In “Armageddon” Ketama126 vive ogni giorno come se fosse l’ultimo, lontano dalla sua confort zone

Ketama126

Se c’è una cosa che l’imprevedibilità di questi tempi ci ha insegnato, è che bisogna riscoprire il valore di quel carpe diem letto molte volte sui libri e anche sulla pelle di tanti. Insomma, imparare davvero a vivere ogni giorno come se fosse l’ultimo. Il rapper e producer romano Ketama126 l’ha capito bene e ha fatto di questa filosofia l’anima del suo ultimo disco. Disponibile in digitale e nei formati fisici (doppio LP e CD) a partire da oggi venerdì 3 giugno per Epic/Sony Music, il nuovo album è intitolato, non a caso, Armageddon

Lontane dall’apocalisse in senso biblico, le 16 tracce (e 1 bonus track) vanno anche oltre quanto vissuto nel periodo pandemico, arricchendosi delle esperienze vissute dall’artista attraverso i suoi viaggi, sia in Africa che dentro di sé. Questo fa di Armageddon un cammino umano e spirituale che, da solitario, diventa una celebrazione corale, come la stessa musica, sin dai tempi antichi, ha la potenza di essere.

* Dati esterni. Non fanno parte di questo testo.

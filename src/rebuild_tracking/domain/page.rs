use serde::{Deserialize, Serialize};

/// Per-page size the backend falls back to when it receives zero or less.
pub const DEFAULT_PER_PAGE: u32 = 20;

/// One page of a backend collection.
///
/// `page_no` is 1-based. `count` is the size of the whole collection, not of
/// this page.
#[derive(Debug, Clone, PartialEq, Serialize, Deserialize)]
#[serde(rename_all = "camelCase")]
pub struct Page<T> {
    #[serde(default = "Vec::new")]
    pub items: Vec<T>,
    #[serde(default)]
    pub count: u64,
    #[serde(default)]
    pub page_no: u32,
    #[serde(default)]
    pub per_page: u32,
}

impl<T> Page<T> {
    pub fn new(items: Vec<T>, count: u64, page_no: u32, per_page: u32) -> Self {
        Self {
            items,
            count,
            page_no,
            per_page,
        }
    }

    /// Number of pages needed to show `count` rows at `per_page` rows each.
    pub fn page_count(count: u64, per_page: u32) -> u64 {
        let per_page = if per_page == 0 {
            DEFAULT_PER_PAGE
        } else {
            per_page
        };
        count.div_ceil(u64::from(per_page)).max(1)
    }
}

/// Page coordinates of a list request.
#[derive(Debug, Clone, Copy, PartialEq, Eq)]
pub struct PageRequest {
    pub page: u32,
    pub per_page: u32,
}

impl PageRequest {
    pub fn new(page: u32, per_page: u32) -> Self {
        Self { page, per_page }
    }
}

impl Default for PageRequest {
    fn default() -> Self {
        Self::new(1, DEFAULT_PER_PAGE)
    }
}

#[cfg(test)]
mod tests {
    use super::*;

    #[test]
    fn test_deserialize_backend_page() {
        let json = r#"{"items":["quay.io/a","quay.io/b"],"count":42,"pageNo":3,"perPage":2}"#;
        let page: Page<String> = serde_json::from_str(json).unwrap();
        assert_eq!(page.items.len(), 2);
        assert_eq!(page.count, 42);
        assert_eq!(page.page_no, 3);
        assert_eq!(page.per_page, 2);
    }

    #[test]
    fn test_missing_items_defaults_to_empty() {
        let page: Page<String> = serde_json::from_str(r#"{"count":0}"#).unwrap();
        assert!(page.items.is_empty());
    }

    #[test]
    fn test_page_count() {
        assert_eq!(Page::<()>::page_count(0, 20), 1);
        assert_eq!(Page::<()>::page_count(20, 20), 1);
        assert_eq!(Page::<()>::page_count(21, 20), 2);
        assert_eq!(Page::<()>::page_count(41, 0), 3);
    }
}
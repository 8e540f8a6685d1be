use super::load_state::LoadState;
use crate::shared::error::ConsoleError;

/// A local, editable copy of a backend record.
///
/// Loaded once when the modal opens. After a submission returns a pull
/// request URL the draft is locked: it can no longer be edited or submitted.
#[derive(Debug, Clone)]
pub struct EditDraft<T> {
    draft: Option<T>,
    load: LoadState,
    pr_url: Option<String>,
}

impl<T: Clone> Default for EditDraft<T> {
    fn default() -> Self {
        Self {
            draft: None,
            load: LoadState::Loading,
            pr_url: None,
        }
    }
}

impl<T: Clone> EditDraft<T> {
    pub fn loaded(&mut self, result: Result<T, String>) {
        match result {
            Ok(record) => {
                self.draft = Some(record);
                self.load = LoadState::Success;
            }
            Err(message) => {
                self.draft = None;
                self.load = LoadState::Error { message };
            }
        }
    }

    pub fn load_state(&self) -> &LoadState {
        &self.load
    }

    pub fn draft(&self) -> Option<&T> {
        self.draft.as_ref()
    }

    /// Mutable access for form edits; `None` before loading or once locked.
    pub fn draft_mut(&mut self) -> Option<&mut T> {
        if self.is_locked() {
            return None;
        }
        self.draft.as_mut()
    }

    pub fn pr_url(&self) -> Option<&str> {
        self.pr_url.as_deref()
    }

    pub fn is_locked(&self) -> bool {
        self.pr_url.is_some()
    }

    pub fn can_submit(&self) -> bool {
        self.draft.is_some() && !self.is_locked()
    }

    /// The payload for Confirm.
    ///
    /// # Errors
    /// `AlreadySubmitted` once a pull request exists, `EditNotLoaded` before
    /// the record arrived.
    pub fn submission(&self) -> Result<T, ConsoleError> {
        if let Some(pr_url) = &self.pr_url {
            return Err(ConsoleError::AlreadySubmitted {
                pr_url: pr_url.clone(),
            });
        }
        self.draft.clone().ok_or(ConsoleError::EditNotLoaded)
    }

    pub fn submitted(&mut self, pr_url: Option<String>) {
        if let Some(url) = pr_url.filter(|u| !u.trim().is_empty()) {
            self.pr_url = Some(url);
        }
    }
}

#[cfg(test)]
mod tests {
    use super::*;

    #[test]
    fn test_draft_locks_after_pull_request() {
        let mut draft: EditDraft<String> = EditDraft::default();
        assert!(matches!(draft.submission(), Err(ConsoleError::EditNotLoaded)));

        draft.loaded(Ok("v1".to_string()));
        draft.draft_mut().unwrap().push_str("-edited");
        assert_eq!(draft.submission().unwrap(), "v1-edited");

        draft.submitted(Some("https://github.com/acme/recipes/pull/7".to_string()));
        assert!(draft.is_locked());
        assert!(!draft.can_submit());
        assert!(draft.draft_mut().is_none());
        assert!(matches!(
            draft.submission(),
            Err(ConsoleError::AlreadySubmitted { .. })
        ));
    }

    #[test]
    fn test_submission_without_pull_request_stays_open() {
        let mut draft: EditDraft<u32> = EditDraft::default();
        draft.loaded(Ok(1));
        draft.submitted(None);
        assert!(draft.can_submit());
    }

    #[test]
    fn test_failed_load() {
        let mut draft: EditDraft<u32> = EditDraft::default();
        draft.loaded(Err("not found".to_string()));
        assert_eq!(draft.load_state().error(), Some("not found"));
        assert!(!draft.can_submit());
    }
}
//! Configuration file support for rebuild-console.
//!
//! Provides YAML-based configuration through `rebuild-console.config.yml`
//! files, and merges it with command-line flags and the environment.

use anyhow::{bail, Context};
use serde::Deserialize;
use std::collections::HashMap;
use std::path::Path;
use std::time::Duration;

use crate::application::factories::RendererType;
use crate::rebuild_tracking::domain::DEFAULT_PER_PAGE;
use crate::shared::error::ConsoleError;
use crate::shared::Result;

pub const CONFIG_FILENAME: &str = "rebuild-console.config.yml";
pub const SERVER_ENV: &str = "REBUILD_CONSOLE_SERVER";
pub const DEFAULT_SERVER_URL: &str = "http://localhost:8080";

/// Top-level configuration file schema.
#[derive(Debug, Deserialize, Default)]
pub struct ConfigFile {
    pub server_url: Option<String>,
    pub per_page: Option<u32>,
    /// Request timeout. Requests never time out when absent.
    pub timeout_secs: Option<u64>,
    pub log_level: Option<String>,
    pub format: Option<String>,
    /// Captures unknown fields for warnings.
    #[serde(flatten)]
    pub unknown_fields: HashMap<String, serde_yaml_ng::Value>,
}

/// Load config from an explicit path. Returns an error if the file is not found.
pub fn load_config_from_path(path: &Path) -> Result<ConfigFile> {
    let content = std::fs::read_to_string(path).with_context(|| {
        format!(
            "Failed to read config file: {}\n\n💡 Hint: Check that the file exists and is readable.",
            path.display()
        )
    })?;

    let config: ConfigFile = serde_yaml_ng::from_str(&content).with_context(|| {
        format!(
            "Failed to parse config file: {}\n\n💡 Hint: Ensure the file contains valid YAML syntax.",
            path.display()
        )
    })?;

    validate_config(&config)?;
    warn_unknown_fields(&config);

    Ok(config)
}

/// Auto-discover config in a directory. Returns `None` silently if not found.
pub fn discover_config(dir: &Path) -> Result<Option<ConfigFile>> {
    let config_path = dir.join(CONFIG_FILENAME);

    if !config_path.exists() {
        return Ok(None);
    }

    let config = load_config_from_path(&config_path)?;
    Ok(Some(config))
}

/// Validate the loaded configuration.
fn validate_config(config: &ConfigFile) -> Result<()> {
    if config.per_page == Some(0) {
        bail!(
            "Invalid config: per_page must be greater than 0.\n\n\
             💡 Hint: Remove the field to use the default of {} rows per page.",
            DEFAULT_PER_PAGE
        );
    }
    if let Some(ref url) = config.server_url {
        validate_server_url(url)?;
    }
    if let Some(ref format) = config.format {
        format
            .parse::<RendererType>()
            .map_err(|e| anyhow::anyhow!("Invalid config: {}", e))?;
    }
    Ok(())
}

/// Warn about unknown fields in the config file.
fn warn_unknown_fields(config: &ConfigFile) {
    for key in config.unknown_fields.keys() {
        eprintln!(
            "⚠️  Warning: Unknown config field '{}' will be ignored.",
            key
        );
    }
}

/// Checks that `url` is an absolute http(s) URL and strips trailing slashes.
pub fn validate_server_url(url: &str) -> Result<String> {
    let invalid = |reason: &str| ConsoleError::InvalidServerUrl {
        url: url.to_string(),
        reason: reason.to_string(),
    };
    let parsed = reqwest::Url::parse(url.trim()).map_err(|e| invalid(&e.to_string()))?;
    if !matches!(parsed.scheme(), "http" | "https") {
        return Err(invalid(&format!("unsupported scheme '{}'", parsed.scheme())).into());
    }
    if parsed.host_str().is_none() {
        return Err(invalid("missing host").into());
    }
    Ok(url.trim().trim_end_matches('/').to_string())
}

/// Values given on the command line. `None` means not given.
#[derive(Debug, Clone, Default)]
pub struct CliOverrides {
    pub server_url: Option<String>,
    pub per_page: Option<u32>,
    pub format: Option<RendererType>,
}

/// Effective settings of one invocation.
#[derive(Debug, Clone, PartialEq)]
pub struct Settings {
    pub server_url: String,
    pub per_page: u32,
    pub timeout: Option<Duration>,
    pub log_level: Option<String>,
    pub format: RendererType,
}

impl Settings {
    /// Merges the sources, highest precedence first: command line,
    /// `REBUILD_CONSOLE_SERVER`, config file, defaults.
    pub fn resolve(
        cli: CliOverrides,
        env_server: Option<String>,
        file: Option<ConfigFile>,
    ) -> Result<Self> {
        let file = file.unwrap_or_default();

        let server_url = cli
            .server_url
            .or(env_server.filter(|s| !s.trim().is_empty()))
            .or(file.server_url)
            .unwrap_or_else(|| DEFAULT_SERVER_URL.to_string());

        let per_page = cli.per_page.or(file.per_page).unwrap_or(DEFAULT_PER_PAGE);
        if per_page == 0 {
            return Err(ConsoleError::Validation {
                message: "--per-page must be greater than 0".to_string(),
            }
            .into());
        }

        let format = match cli.format {
            Some(format) => format,
            None => match file.format {
                Some(format) => format
                    .parse()
                    .map_err(|e| anyhow::anyhow!("Invalid config: {}", e))?,
                None => RendererType::default(),
            },
        };

        Ok(Self {
            server_url: validate_server_url(&server_url)?,
            per_page,
            timeout: file.timeout_secs.map(Duration::from_secs),
            log_level: file.log_level,
            format,
        })
    }
}

#[cfg(test)]
mod tests {
    use super::*;
    use std::fs;
    use tempfile::TempDir;

    #[test]
    fn test_load_valid_config() {
        let dir = TempDir::new().unwrap();
        let config_path = dir.path().join("config.yml");
        fs::write(
            &config_path,
            r#"
server_url: https://jvm-build.apps.example.com
per_page: 50
timeout_secs: 30
log_level: debug
format: json
"#,
        )
        .unwrap();

        let config = load_config_from_path(&config_path).unwrap();
        assert_eq!(
            config.server_url.as_deref(),
            Some("https://jvm-build.apps.example.com")
        );
        assert_eq!(config.per_page, Some(50));
        assert_eq!(config.timeout_secs, Some(30));
        assert_eq!(config.log_level.as_deref(), Some("debug"));
        assert_eq!(config.format.as_deref(), Some("json"));
    }

    #[test]
    fn test_discover_config_found() {
        let dir = TempDir::new().unwrap();
        fs::write(dir.path().join(CONFIG_FILENAME), "per_page: 10\n").unwrap();

        let config = discover_config(dir.path()).unwrap().unwrap();
        assert_eq!(config.per_page, Some(10));
    }

    #[test]
    fn test_discover_config_not_found() {
        let dir = TempDir::new().unwrap();
        assert!(discover_config(dir.path()).unwrap().is_none());
    }

    #[test]
    fn test_load_config_missing_file() {
        let err = load_config_from_path(Path::new("/nonexistent/config.yml")).unwrap_err();
        assert!(err.to_string().contains("Failed to read config file"));
    }

    #[test]
    fn test_load_config_parse_error() {
        let dir = TempDir::new().unwrap();
        let config_path = dir.path().join("bad.yml");
        fs::write(&config_path, "invalid: yaml: [[[broken").unwrap();

        let err = load_config_from_path(&config_path).unwrap_err();
        assert!(err.to_string().contains("Failed to parse config file"));
    }

    #[test]
    fn test_zero_per_page_validation_error() {
        let dir = TempDir::new().unwrap();
        let config_path = dir.path().join("config.yml");
        fs::write(&config_path, "per_page: 0\n").unwrap();

        let err = load_config_from_path(&config_path).unwrap_err();
        assert!(err.to_string().contains("per_page must be greater than 0"));
    }

    #[test]
    fn test_bad_scheme_validation_error() {
        let dir = TempDir::new().unwrap();
        let config_path = dir.path().join("config.yml");
        fs::write(&config_path, "server_url: ftp://example.com\n").unwrap();

        let err = load_config_from_path(&config_path).unwrap_err();
        assert!(err.to_string().contains("Invalid server URL"));
    }

    #[test]
    fn test_unknown_fields_warning() {
        let dir = TempDir::new().unwrap();
        let config_path = dir.path().join("config.yml");
        fs::write(
            &config_path,
            r#"
format: text
theme: dark
refresh: 5
"#,
        )
        .unwrap();

        let config = load_config_from_path(&config_path).unwrap();
        assert_eq!(config.unknown_fields.len(), 2);
        assert!(config.unknown_fields.contains_key("theme"));
        assert!(config.unknown_fields.contains_key("refresh"));
    }

    #[test]
    fn test_defaults_without_any_source() {
        let settings = Settings::resolve(CliOverrides::default(), None, None).unwrap();
        assert_eq!(settings.server_url, DEFAULT_SERVER_URL);
        assert_eq!(settings.per_page, DEFAULT_PER_PAGE);
        assert_eq!(settings.timeout, None);
        assert_eq!(settings.format, RendererType::Text);
    }

    #[test]
    fn test_precedence_cli_over_env_over_file() {
        let file = || ConfigFile {
            server_url: Some("http://file:8080".to_string()),
            per_page: Some(10),
            timeout_secs: Some(5),
            ..ConfigFile::default()
        };

        let from_file = Settings::resolve(CliOverrides::default(), None, Some(file())).unwrap();
        assert_eq!(from_file.server_url, "http://file:8080");
        assert_eq!(from_file.per_page, 10);
        assert_eq!(from_file.timeout, Some(Duration::from_secs(5)));

        let from_env = Settings::resolve(
            CliOverrides::default(),
            Some("http://env:8080/".to_string()),
            Some(file()),
        )
        .unwrap();
        assert_eq!(from_env.server_url, "http://env:8080");

        let from_cli = Settings::resolve(
            CliOverrides {
                server_url: Some("http://cli:8080".to_string()),
                per_page: Some(5),
                format: Some(RendererType::Json),
            },
            Some("http://env:8080".to_string()),
            Some(file()),
        )
        .unwrap();
        assert_eq!(from_cli.server_url, "http://cli:8080");
        assert_eq!(from_cli.per_page, 5);
        assert_eq!(from_cli.format, RendererType::Json);
    }

    #[test]
    fn test_invalid_cli_server_url() {
        let result = Settings::resolve(
            CliOverrides {
                server_url: Some("localhost".to_string()),
                ..CliOverrides::default()
            },
            None,
            None,
        );
        assert!(result.is_err());
    }
}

Corale può essere definito anche il disco nella sua interezza, perché nonostante le produzioni musicali siano firmate per la maggior parte da Ketama126, sono arricchite dal prezioso contributo di personalità quali Nino Brown, Drone126, Il Tre Beats, GFERRARI, Night Skinny, Kamyar, Toxicismad e Baby Pantera. Per di più, l’artista romano non è da solo nel suo viaggio neanche al microfono: oltre ai compagni di crew Franco126 e Pretty Solero e agli amici Carl Brave e Noyz Narcos, anche ospiti internazionali quali l’austriaco Raf Camora e gli spagnoli Kaydy Cain e Yung Beef. L’artwork di copertina, invece, è di Carlo Sancho.

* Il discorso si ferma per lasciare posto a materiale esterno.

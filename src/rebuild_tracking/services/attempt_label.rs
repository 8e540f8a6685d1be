use std::str::FromStr;

use crate::rebuild_tracking::domain::{BuildAttempt, BuildTool};

/// Human readable name of a build attempt, e.g. `JDK 17 Maven 3.8.8 2024-03-01T10:15:30Z`.
pub struct AttemptLabel;

impl AttemptLabel {
    /// The backend label when present, otherwise one derived from the tooling.
    pub fn describe(attempt: &BuildAttempt) -> String {
        if !attempt.label.trim().is_empty() {
            return attempt.label.clone();
        }
        Self::derive(attempt)
    }

    fn derive(attempt: &BuildAttempt) -> String {
        let mut parts = Vec::new();
        if let Some(jdk) = attempt.jdk.as_deref().filter(|j| !j.is_empty()) {
            parts.push(format!("JDK {}", jdk));
        }
        let tool = attempt
            .tool
            .as_deref()
            .and_then(|t| BuildTool::from_str(t).ok());
        if let Some(tool) = tool {
            let version = match tool {
                BuildTool::Maven => attempt.maven_version.as_deref(),
                BuildTool::Gradle => attempt.gradle_version.as_deref(),
                BuildTool::Sbt => attempt.sbt_version.as_deref(),
                BuildTool::Ant => attempt.ant_version.as_deref(),
            };
            match version.filter(|v| !v.is_empty()) {
                Some(v) => parts.push(format!("{} {}", tool.display_name(), v)),
                None => parts.push(tool.display_name().to_string()),
            }
        }
        if let Some(start) = attempt.start_time {
            parts.push(start.to_rfc3339_opts(chrono::SecondsFormat::Secs, true));
        }
        if parts.is_empty() {
            format!("Attempt {}", attempt.id)
        } else {
            parts.join(" ")
        }
    }
}
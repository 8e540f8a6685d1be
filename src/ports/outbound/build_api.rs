use crate::rebuild_tracking::domain::{
    Build, BuildListItem, BuildState, BuildSummary, BuildTool, Page, PageRequest,
};
use crate::shared::Result;
use async_trait::async_trait;

/// Filters of the build history list. `None` filters are not sent.
#[derive(Debug, Clone, Default, PartialEq)]
pub struct BuildHistoryQuery {
    pub page: PageRequest,
    pub gav: Option<String>,
    pub label: Option<String>,
    pub label_value: Option<String>,
    pub state: Option<BuildState>,
    pub tool: Option<BuildTool>,
}

/// BuildApi port for the build history endpoints
///
/// Implementations must be `Send + Sync` so views can hold them across awaits.
#[async_trait]
pub trait BuildApi: Send + Sync {
    /// `GET /api/builds/history`
    async fn list_builds(&self, query: &BuildHistoryQuery) -> Result<Page<BuildListItem>>;

    /// `GET /api/builds/history/{id}`
    async fn get_build(&self, id: i64) -> Result<Build>;

    /// `GET /api/builds/history/discovery-logs/{id}`, returned as plain text
    async fn discovery_logs(&self, build_id: i64) -> Result<String>;

    /// `GET /api/builds/attempts/logs/{id}`, returned as plain text
    async fn attempt_logs(&self, attempt_id: i64) -> Result<String>;

    /// `GET /api/builds/status`, optionally restricted to a label
    async fn build_summary(&self, label: Option<&str>) -> Result<BuildSummary>;
}
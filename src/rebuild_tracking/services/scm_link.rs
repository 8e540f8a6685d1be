/// Builds browser links into source hosting for a commit.
pub struct ScmLinks;

impl ScmLinks {
    const GITHUB_PREFIX: &'static str = "https://github.com";

    /// Link to the source tree of `commit`, under `context_path` when the
    /// build lives in a sub directory.
    ///
    /// GitHub uses `/tree/<commit>`; GitLab style hosts use `/-/tree/<commit>`.
    /// Returns `None` when the repository URL is empty.
    pub fn tree_url(scm_repo: &str, commit: &str, context_path: Option<&str>) -> Option<String> {
        let repo = scm_repo.trim();
        if repo.is_empty() {
            return None;
        }
        let repo = repo.strip_suffix(".git").unwrap_or(repo);
        let separator = if repo.starts_with(Self::GITHUB_PREFIX) {
            "/tree/"
        } else {
            "/-/tree/"
        };
        let context = match context_path.map(str::trim).filter(|p| !p.is_empty()) {
            Some(path) if path.starts_with('/') => path.to_string(),
            Some(path) => format!("/{}", path),
            None => String::new(),
        };
        Some(format!("{}{}{}{}", repo, separator, commit, context))
    }
}

#[cfg(test)]
mod tests {
    use super::*;

    #[test]
    fn test_github_tree_url_strips_git_suffix() {
        assert_eq!(
            ScmLinks::tree_url("https://github.com/apache/commons-io.git", "abc123", None)
                .as_deref(),
            Some("https://github.com/apache/commons-io/tree/abc123")
        );
    }

    #[test]
    fn test_gitlab_tree_url_with_context_path() {
        assert_eq!(
            ScmLinks::tree_url("https://gitlab.com/acme/lib", "abc123", Some("/core"))
                .as_deref(),
            Some("https://gitlab.com/acme/lib/-/tree/abc123/core")
        );
        assert_eq!(
            ScmLinks::tree_url("https://gitlab.com/acme/lib", "abc123", Some("core"))
                .as_deref(),
            Some("https://gitlab.com/acme/lib/-/tree/abc123/core")
        );
    }

    #[test]
    fn test_empty_repo_has_no_link() {
        assert!(ScmLinks::tree_url("  ", "abc123", None).is_none());
    }
}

ketama126 armageddon album cover

Oltre ad aver avuto l’opportunità di ascoltare le tracce in anteprima, abbiamo avuto il piacere di partecipare alla round table con Ketama126, in cui l’artista ha ripercorso le tappe dell’apocalisse che infuoca il disco per farci ritrovare al suo interno parti di sé e, in fin dei conti, anche di noi stessi

Armageddon: vittoria, guerra e viaggio secondo Ketama126

“Non per la fama, per la gloria, fammi tornare indietro all’inizio della storia / Per i soldi e per la droga ho perso tanti amici, non ho perso la memoria” recitano le prime barre del primo brano di Armageddon, intitolato Intro (Vivo per vincere).

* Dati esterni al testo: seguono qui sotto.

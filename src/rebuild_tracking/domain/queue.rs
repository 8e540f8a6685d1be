use chrono::{DateTime, Utc};
use serde::{Deserialize, Serialize};

/// An artifact waiting in the build queue.
#[derive(Debug, Clone, Default, PartialEq, Serialize, Deserialize)]
#[serde(rename_all = "camelCase", default)]
pub struct QueuedBuild {
    pub id: i64,
    pub artifact: String,
    /// Priority entries are picked before the rest of the queue.
    pub priority: bool,
}

/// A build or discovery currently executing in the cluster.
#[derive(Debug, Clone, Default, PartialEq, Serialize, Deserialize)]
#[serde(rename_all = "camelCase", default)]
pub struct RunningBuild {
    pub description: String,
    pub status: String,
    pub start_time: Option<DateTime<Utc>>,
}
/// Issues increasing sequence numbers to fetches of one view.
///
/// Only the most recently issued ticket may complete; anything older is a
/// superseded response and gets dropped.
#[derive(Debug, Clone, Default)]
pub struct RequestSequencer {
    latest: u64,
}

impl RequestSequencer {
    pub fn issue<Q>(&mut self, query: Q) -> FetchTicket<Q> {
        self.latest += 1;
        FetchTicket {
            sequence: self.latest,
            query,
        }
    }

    pub fn is_current<Q>(&self, ticket: &FetchTicket<Q>) -> bool {
        ticket.sequence == self.latest
    }

    pub fn issued(&self) -> u64 {
        self.latest
    }
}

/// A fetch that has been started, carrying the parameters it was started with.
#[derive(Debug, Clone, PartialEq, Eq)]
pub struct FetchTicket<Q> {
    sequence: u64,
    pub query: Q,
}

impl<Q> FetchTicket<Q> {
    pub fn sequence(&self) -> u64 {
        self.sequence
    }
}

Se si pensa al fatto che si dica spesso che la prima riga di un romanzo debba introdurre al meglio tutta la pagina e che la prima pagina debba fare lo stesso con tutta l’opera, questi versi e questa traccia riescono a fare lo stesso con l’album di Ketama126. Infatti, l’intro, che come da tradizione hip hop dà inizio al viaggio sonoro, riassume tutta la poetica dell’artista: se non ci si scorda da dove si è partiti, anche se si è nati perdenti si può vincere, non perdendo mai la forza di lottare. E cosa vuol dire vincere nella musica, Ketama126 l’ha spiegato proprio durante la conferenza stampa:

Vincere nella musica significa non tanto conquistare il disco di platino in poco tempo, ma fare ciò che ami fare senza pensare ai numeri. Vincere è ottenere i risultati senza ricercarli, riuscendo a portare anche qualche innovazione. Se questo disco sarà una vittoria, sarà la gente a dirlo quando lo ascolterà.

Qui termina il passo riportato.